**THE RECORDS:**
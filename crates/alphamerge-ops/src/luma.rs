//! Luminance reduction.
//!
//! Masks are reduced to one 8-bit intensity plane with the ITU-R BT.601
//! weights (`0.299 R + 0.587 G + 0.114 B`), evaluated in 16.16 fixed point
//! with rounding so gray inputs map back to themselves exactly.

use crate::{OpsError, OpsResult};
use alphamerge_io::ImageData;

// 0.299, 0.587, 0.114 scaled by 65536; they sum to 65536.
const LUMA_R: u32 = 19595;
const LUMA_G: u32 = 38470;
const LUMA_B: u32 = 7471;

/// BT.601 luminance of one 8-bit RGB pixel.
#[inline]
pub fn luma(r: u8, g: u8, b: u8) -> u8 {
    ((LUMA_R * r as u32 + LUMA_G * g as u32 + LUMA_B * b as u32 + 0x8000) >> 16) as u8
}

/// Reduces an image to a single 8-bit intensity plane.
///
/// Gray and gray+alpha sources use their gray plane as-is; RGB and RGBA
/// sources go through [`luma`]. Any alpha in the source is ignored.
pub fn to_luma8(image: &ImageData) -> OpsResult<Vec<u8>> {
    let samples = image.to_u8();
    let channels = image.channels as usize;
    if samples.len() != image.sample_count() {
        return Err(OpsError::SizeMismatch(format!(
            "expected {} samples, got {}",
            image.sample_count(),
            samples.len()
        )));
    }

    match channels {
        1 => Ok(samples),
        2 => Ok(samples.chunks_exact(2).map(|ga| ga[0]).collect()),
        3 | 4 => Ok(samples
            .chunks_exact(channels)
            .map(|px| luma(px[0], px[1], px[2]))
            .collect()),
        n => Err(OpsError::InvalidParameter(format!(
            "cannot derive luminance from {} channels",
            n
        ))),
    }
}
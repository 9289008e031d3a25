//! Raw transaction cleaning.
//!
//! Turns an irregular raw transaction dump into the canonical table every
//! downstream stage reads: parsed timestamps, integer customer ids, positive
//! quantities with a separate return flag, a `total_amount` column, and no
//! rows past the cutoff instant.

use crate::error::{DataFormatError, PipelineError, Result};
use crate::schema::{
    COUNTRY, CUSTOMER_ID, DESCRIPTION, INVOICE_DATE, INVOICE_ID, IS_RETURN, QUANTITY,
    REQUIRED_RAW_COLUMNS, RETURN_INVOICE_PREFIX, STOCK_CODE, TOTAL_AMOUNT, UNIT_PRICE,
};
use crate::utils::{datetime_series, datetime_to_ms, parse_timestamp, timestamp_ms_values};
use chrono::NaiveDateTime;
use polars::prelude::*;
use std::collections::HashSet;
use tracing::{debug, info, warn};

/// Cleans raw transaction records into the canonical transaction table.
pub struct Preprocessor;

impl Preprocessor {
    /// Perform basic preprocessing on a raw transaction table.
    ///
    /// The input frame is never mutated. Rows with a missing customer id are
    /// dropped and counted (soft warning); an unparsable timestamp is fatal.
    /// All transactions after `cutoff` are discarded so features computed
    /// later cannot see past the training horizon.
    ///
    /// Invariants on the output: `quantity > 0`, `total_amount >= 0`, no null
    /// `customer_id`, no `invoice_date` after `cutoff`.
    pub fn basic_preprocessing(df: &DataFrame, cutoff: NaiveDateTime) -> Result<DataFrame> {
        ensure_raw_columns(df)?;

        let initial_rows = df.height();
        let cutoff_ms = datetime_to_ms(cutoff);

        let timestamps = parse_invoice_dates(df)?;
        let customer_ids = cast_column_values(df, CUSTOMER_ID)?;
        let quantities = cast_column_values(df, QUANTITY)?;
        let unit_prices = float_column_values(df, UNIT_PRICE)?;
        let invoice_ids = string_column_values(df, INVOICE_ID)?;
        let stock_codes = string_column_values(df, STOCK_CODE)?;
        let descriptions = string_column_values(df, DESCRIPTION)?;
        let countries = string_column_values(df, COUNTRY)?;

        let mut out_invoice: Vec<Option<String>> = Vec::with_capacity(initial_rows);
        let mut out_stock: Vec<Option<String>> = Vec::with_capacity(initial_rows);
        let mut out_description: Vec<Option<String>> = Vec::with_capacity(initial_rows);
        let mut out_quantity: Vec<i64> = Vec::with_capacity(initial_rows);
        let mut out_price: Vec<f64> = Vec::with_capacity(initial_rows);
        let mut out_ts: Vec<Option<i64>> = Vec::with_capacity(initial_rows);
        let mut out_customer: Vec<i64> = Vec::with_capacity(initial_rows);
        let mut out_country: Vec<Option<String>> = Vec::with_capacity(initial_rows);
        let mut out_is_return: Vec<bool> = Vec::with_capacity(initial_rows);
        let mut out_total: Vec<f64> = Vec::with_capacity(initial_rows);

        let mut dropped_missing_customer = 0usize;
        let mut dropped_incomplete = 0usize;
        let mut dropped_zero_quantity = 0usize;

        for row in 0..initial_rows {
            let customer_id = match customer_ids[row] {
                Some(id) => id,
                None => {
                    dropped_missing_customer += 1;
                    continue;
                }
            };
            let (ts, raw_quantity, price) =
                match (timestamps[row], quantities[row], unit_prices[row]) {
                    (Some(ts), Some(q), Some(p)) => (ts, q, p),
                    _ => {
                        dropped_incomplete += 1;
                        continue;
                    }
                };

            let quantity = raw_quantity.abs();
            if quantity == 0 {
                dropped_zero_quantity += 1;
                continue;
            }
            if ts > cutoff_ms {
                continue;
            }

            let invoice = invoice_ids[row].clone();
            let is_return = raw_quantity < 0
                || invoice
                    .as_deref()
                    .is_some_and(|id| id.starts_with(RETURN_INVOICE_PREFIX));

            out_invoice.push(invoice);
            out_stock.push(stock_codes[row].clone());
            out_description.push(descriptions[row].clone());
            out_quantity.push(quantity);
            out_price.push(price);
            out_ts.push(Some(ts));
            out_customer.push(customer_id);
            out_country.push(countries[row].clone());
            out_is_return.push(is_return);
            out_total.push(quantity as f64 * price);
        }

        if dropped_missing_customer > 0 {
            warn!(
                "Dropped {} rows with missing customer_id",
                dropped_missing_customer
            );
        }
        if dropped_incomplete > 0 {
            warn!(
                "Dropped {} rows with missing timestamp, quantity or price",
                dropped_incomplete
            );
        }
        if dropped_zero_quantity > 0 {
            debug!("Dropped {} rows with zero quantity", dropped_zero_quantity);
        }

        let unique_customers: HashSet<i64> = out_customer.iter().copied().collect();
        info!(
            "After preprocessing: {} rows ({} before), {} unique customers",
            out_customer.len(),
            initial_rows,
            unique_customers.len()
        );

        let columns = vec![
            Series::new(INVOICE_ID.into(), out_invoice).into_column(),
            Series::new(STOCK_CODE.into(), out_stock).into_column(),
            Series::new(DESCRIPTION.into(), out_description).into_column(),
            Series::new(QUANTITY.into(), out_quantity).into_column(),
            Series::new(UNIT_PRICE.into(), out_price).into_column(),
            datetime_series(INVOICE_DATE, out_ts)?.into_column(),
            Series::new(CUSTOMER_ID.into(), out_customer).into_column(),
            Series::new(COUNTRY.into(), out_country).into_column(),
            Series::new(IS_RETURN.into(), out_is_return).into_column(),
            Series::new(TOTAL_AMOUNT.into(), out_total).into_column(),
        ];

        Ok(DataFrame::new(columns)?)
    }
}

fn ensure_raw_columns(df: &DataFrame) -> Result<()> {
    let present: HashSet<String> = df
        .get_column_names()
        .into_iter()
        .map(|s| s.to_string())
        .collect();
    for required in REQUIRED_RAW_COLUMNS {
        if !present.contains(required) {
            return Err(DataFormatError::MissingColumn(required.to_string()).into());
        }
    }
    Ok(())
}

/// Parse the invoice timestamp column into epoch milliseconds.
///
/// Accepts an already-typed Datetime column or a String column matched
/// against [`crate::utils::TIMESTAMP_FORMATS`]; anything else is a format
/// error.
fn parse_invoice_dates(df: &DataFrame) -> Result<Vec<Option<i64>>> {
    let series = df.column(INVOICE_DATE)?.as_materialized_series();

    match series.dtype() {
        DataType::String => {
            let values = series.str()?;
            let mut parsed = Vec::with_capacity(values.len());
            for opt_val in values.into_iter() {
                match opt_val {
                    Some(raw) => match parse_timestamp(raw) {
                        Some(dt) => parsed.push(Some(datetime_to_ms(dt))),
                        None => {
                            return Err(DataFormatError::UnparsableTimestamp {
                                column: INVOICE_DATE.to_string(),
                                value: raw.to_string(),
                            }
                            .into());
                        }
                    },
                    None => parsed.push(None),
                }
            }
            Ok(parsed)
        }
        DataType::Datetime(_, _) | DataType::Date => {
            let cast = series
                .cast(&DataType::Datetime(TimeUnit::Milliseconds, None))
                .map_err(|e| {
                    PipelineError::from(DataFormatError::InvalidColumnType {
                        column: INVOICE_DATE.to_string(),
                        target_type: "Datetime[ms]".to_string(),
                        reason: e.to_string(),
                    })
                })?;
            Ok(timestamp_ms_values(&cast)?)
        }
        other => Err(DataFormatError::InvalidColumnType {
            column: INVOICE_DATE.to_string(),
            target_type: "Datetime[ms]".to_string(),
            reason: format!("unsupported dtype {other}"),
        }
        .into()),
    }
}

/// Coerce an id-like or count-like column to integers, preserving nulls.
fn cast_column_values(df: &DataFrame, name: &str) -> Result<Vec<Option<i64>>> {
    let series = df.column(name)?.as_materialized_series();
    let cast = series.cast(&DataType::Int64).map_err(|e| {
        PipelineError::from(DataFormatError::InvalidColumnType {
            column: name.to_string(),
            target_type: "Int64".to_string(),
            reason: e.to_string(),
        })
    })?;
    Ok(cast.i64()?.into_iter().collect())
}

fn float_column_values(df: &DataFrame, name: &str) -> Result<Vec<Option<f64>>> {
    let series = df.column(name)?.as_materialized_series();
    let cast = series.cast(&DataType::Float64).map_err(|e| {
        PipelineError::from(DataFormatError::InvalidColumnType {
            column: name.to_string(),
            target_type: "Float64".to_string(),
            reason: e.to_string(),
        })
    })?;
    Ok(cast.f64()?.into_iter().collect())
}

fn string_column_values(df: &DataFrame, name: &str) -> Result<Vec<Option<String>>> {
    let series = df.column(name)?.as_materialized_series();
    let cast = series.cast(&DataType::String)?;
    Ok(cast
        .str()?
        .into_iter()
        .map(|v| v.map(|s| s.to_string()))
        .collect())
}
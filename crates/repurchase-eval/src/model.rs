//! Classifier contract and model registry.
//!
//! The evaluation side treats models as opaque: anything that can fit on a
//! feature matrix and emit positive-class probabilities. The registry is
//! built once at startup and immutable afterward; scoring code receives it
//! explicitly instead of reaching for process-wide state.

use crate::error::{EvalError, Result};
use polars::prelude::DataFrame;
use std::collections::BTreeMap;
use tracing::info;

/// An opaque binary classifier.
///
/// `predict_proba` returns the positive-class probability per row of `x`,
/// aligned with the input order.
pub trait Classifier {
    fn fit(&mut self, x: &DataFrame, y: &[u8]) -> Result<()>;
    fn predict(&self, x: &DataFrame) -> Result<Vec<u8>>;
    fn predict_proba(&self, x: &DataFrame) -> Result<Vec<f64>>;
}

/// A named, immutable collection of fitted classifiers.
///
/// # Example
///
/// ```rust,ignore
/// let registry = ModelRegistry::builder()
///     .register("gradient_boosting", boosted)
///     .register("logistic", logistic)
///     .build();
///
/// let model = registry.get("logistic")?;
/// let proba = model.predict_proba(&features)?;
/// ```
pub struct ModelRegistry {
    models: BTreeMap<String, Box<dyn Classifier>>,
}

impl ModelRegistry {
    pub fn builder() -> ModelRegistryBuilder {
        ModelRegistryBuilder::default()
    }

    /// Look up a model by name.
    pub fn get(&self, name: &str) -> Result<&dyn Classifier> {
        self.models
            .get(name)
            .map(|m| m.as_ref())
            .ok_or_else(|| EvalError::UnknownModel(name.to_string()))
    }

    /// Registered model names, sorted.
    pub fn names(&self) -> Vec<&str> {
        self.models.keys().map(|k| k.as_str()).collect()
    }

    pub fn len(&self) -> usize {
        self.models.len()
    }

    pub fn is_empty(&self) -> bool {
        self.models.is_empty()
    }
}

/// Collects models before freezing them into a [`ModelRegistry`].
#[derive(Default)]
pub struct ModelRegistryBuilder {
    models: BTreeMap<String, Box<dyn Classifier>>,
}

impl ModelRegistryBuilder {
    /// Register a model under a name; a repeated name replaces the earlier
    /// entry.
    pub fn register(mut self, name: impl Into<String>, model: impl Classifier + 'static) -> Self {
        self.models.insert(name.into(), Box::new(model));
        self
    }

    pub fn build(self) -> ModelRegistry {
        info!("Model registry sealed with {} models", self.models.len());
        ModelRegistry {
            models: self.models,
        }
    }
}

#[cfg(test)]
mod tests {
    use super::*;

    /// Scores every row with the same constant.
    struct ConstantModel {
        proba: f64,
    }

    impl Classifier for ConstantModel {
        fn fit(&mut self, _x: &DataFrame, _y: &[u8]) -> Result<()> {
            Ok(())
        }

        fn predict(&self, x: &DataFrame) -> Result<Vec<u8>> {
            Ok(vec![u8::from(self.proba >= 0.5); x.height()])
        }

        fn predict_proba(&self, x: &DataFrame) -> Result<Vec<f64>> {
            Ok(vec![self.proba; x.height()])
        }
    }

    #[test]
    fn test_registry_lookup() {
        let registry = ModelRegistry::builder()
            .register("always_yes", ConstantModel { proba: 0.9 })
            .register("always_no", ConstantModel { proba: 0.1 })
            .build();

        assert_eq!(registry.names(), vec!["always_no", "always_yes"]);
        assert!(registry.get("always_yes").is_ok());
        assert!(matches!(
            registry.get("missing"),
            Err(EvalError::UnknownModel(_))
        ));
    }

    #[test]
    fn test_constant_model_contract() {
        let df = polars::df!["a" => [1.0, 2.0, 3.0]].unwrap();
        let model = ConstantModel { proba: 0.9 };
        assert_eq!(model.predict_proba(&df).unwrap(), vec![0.9, 0.9, 0.9]);
        assert_eq!(model.predict(&df).unwrap(), vec![1, 1, 1]);
    }
}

**EXERCISE GOAL:** Where the line holding "pub fn names(&self)" appears in the listing above, start reproducing exactly, and end with the line holding "registry sealed with".

**TASK ANSWER:**
    pub fn names(&self) -> Vec<&str> {
        self.models.keys().map(|k| k.as_str()).collect()
    }

    pub fn len(&self) -> usize {
        self.models.len()
    }

    pub fn is_empty(&self) -> bool {
        self.models.is_empty()
    }
}

/// Collects models before freezing them into a [`ModelRegistry`].
#[derive(Default)]
pub struct ModelRegistryBuilder {
    models: BTreeMap<String, Box<dyn Classifier>>,
}

impl ModelRegistryBuilder {
    /// Register a model under a name; a repeated name replaces the earlier
    /// entry.
    pub fn register(mut self, name: impl Into<String>, model: impl Classifier + 'static) -> Self {
        self.models.insert(name.into(), Box::new(model));
        self
    }

    pub fn build(self) -> ModelRegistry {
        info!("Model registry sealed with {} models", self.models.len());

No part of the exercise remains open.